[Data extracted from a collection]
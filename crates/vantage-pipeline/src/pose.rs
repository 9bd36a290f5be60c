//! Resolved camera poses and their search traces.
//!
//! Homography-mode poses carry only a position and the bearing homography
//! that scored it; perspective-mode poses carry a full `T_C_W`, intrinsics
//! and distortion. [`CameraPose`] keeps the two apart.

use nalgebra::{Translation3, UnitQuaternion};
use serde::{Deserialize, Serialize};
use vantage_core::{
    BrownConrady5, Camera, FxFyCxCySkew, Iso3, Mat3, Pinhole, PinholeCamera, Pt3, Real, Vec3,
};
use vantage_geo::{GeoError, Site};
use vantage_linear::BearingHomography;

#[derive(Debug, Clone, Copy, PartialEq, Serialize, Deserialize)]
pub struct GeodeticPosition {
    pub longitude: Real,
    pub latitude: Real,
    /// Meters above the vertical datum.
    pub height: Real,
}

impl GeodeticPosition {
    pub fn of(site: &Site, position: &Pt3) -> Result<Self, GeoError> {
        let g = site.geodetic_of(position)?;
        Ok(Self {
            longitude: g.x,
            latitude: g.y,
            height: position.z,
        })
    }
}

#[derive(Debug, Clone, Copy, PartialEq, Eq, Serialize, Deserialize)]
#[serde(rename_all = "snake_case")]
pub enum CandidateStatus {
    Scored,
    BelowMinGridCode,
    FitFailed,
}

/// One row of the grid-search score table.
#[derive(Debug, Clone, PartialEq, Serialize, Deserialize)]
pub struct CandidateScore {
    pub index: usize,
    pub grid_code: i32,
    pub position: Pt3,
    pub pixel_error: Real,
    pub bearing_error: Real,
    pub inliers: usize,
    pub status: CandidateStatus,
}

/// Result of one continuous-search start.
#[derive(Debug, Clone, PartialEq, Serialize, Deserialize)]
pub struct SeedOutcome {
    pub start: Pt3,
    /// Best position of this start, `None` when it failed.
    pub position: Option<Pt3>,
    pub objective: Option<Real>,
    /// The local stage improved on the global result.
    pub refined: bool,
}

#[derive(Debug, Clone, PartialEq, Serialize, Deserialize)]
#[serde(tag = "search", rename_all = "snake_case")]
pub enum SearchTrace {
    Grid {
        /// Catalog index of the chosen candidate.
        best_candidate: usize,
        scores: Vec<CandidateScore>,
    },
    Continuous {
        seeds: Vec<SeedOutcome>,
    },
}

/// Position-only pose from a bearing homography search.
#[derive(Debug, Clone, PartialEq, Serialize, Deserialize)]
pub struct HomographyPose {
    pub position: Pt3,
    pub geodetic: GeodeticPosition,
    pub fit: BearingHomography,
    pub trace: SearchTrace,
}

/// One `(focal length, plate size)` trial of the perspective search.
#[derive(Debug, Clone, Copy, PartialEq, Serialize, Deserialize)]
pub struct IntrinsicsTrial {
    pub focal_mm: Real,
    pub sensor_mm: (Real, Real),
    /// Mean reprojection error in pixels over the inliers, `None` when the
    /// trial failed.
    pub mean_error: Option<Real>,
    #[serde(default)]
    pub inlier_count: usize,
}

/// Full 6-DoF pose with the intrinsics that produced it.
#[derive(Debug, Clone, PartialEq, Serialize, Deserialize)]
pub struct PerspectivePose {
    pub position: Pt3,
    pub geodetic: GeodeticPosition,
    /// Axis-angle rotation of `T_C_W`.
    pub rvec: Vec3,
    /// Translation of `T_C_W`.
    pub tvec: Vec3,
    /// `R_C_W`.
    pub rotation: Mat3,
    pub k_matrix: Mat3,
    pub intrinsics: FxFyCxCySkew<Real>,
    pub distortion: BrownConrady5<Real>,
    pub focal_mm: Real,
    pub sensor_mm: (Real, Real),
    pub image_size: (Real, Real),
    pub mean_error: Real,
    /// Inlier flag per observed control point.
    #[serde(default)]
    pub inliers: Vec<bool>,
    pub trials: Vec<IntrinsicsTrial>,
}

impl PerspectivePose {
    /// `T_C_W` rebuilt from `rvec` and `tvec`.
    pub fn pose(&self) -> Iso3 {
        Iso3::from_parts(
            Translation3::from(self.tvec),
            UnitQuaternion::from_scaled_axis(self.rvec),
        )
    }

    pub fn camera(&self) -> PinholeCamera {
        Camera::new(Pinhole, self.distortion, self.intrinsics)
    }
}

#[derive(Debug, Clone, Copy, PartialEq, Eq, Serialize, Deserialize)]
#[serde(rename_all = "snake_case")]
pub enum PoseMode {
    Homography,
    Perspective,
}

#[derive(Debug, Clone, PartialEq, Serialize, Deserialize)]
#[serde(tag = "mode", rename_all = "snake_case")]
pub enum CameraPose {
    Homography(HomographyPose),
    Perspective(PerspectivePose),
}

impl CameraPose {
    pub fn mode(&self) -> PoseMode {
        match self {
            CameraPose::Homography(_) => PoseMode::Homography,
            CameraPose::Perspective(_) => PoseMode::Perspective,
        }
    }

    pub fn position(&self) -> Pt3 {
        match self {
            CameraPose::Homography(p) => p.position,
            CameraPose::Perspective(p) => p.position,
        }
    }

    pub fn geodetic(&self) -> GeodeticPosition {
        match self {
            CameraPose::Homography(p) => p.geodetic,
            CameraPose::Perspective(p) => p.geodetic,
        }
    }
}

**Task details:** Your answer should be all lines from the data that contain "GeoError".

**Worked solution:**
use vantage_geo::{GeoError, Site};
    pub fn of(site: &Site, position: &Pt3) -> Result<Self, GeoError> {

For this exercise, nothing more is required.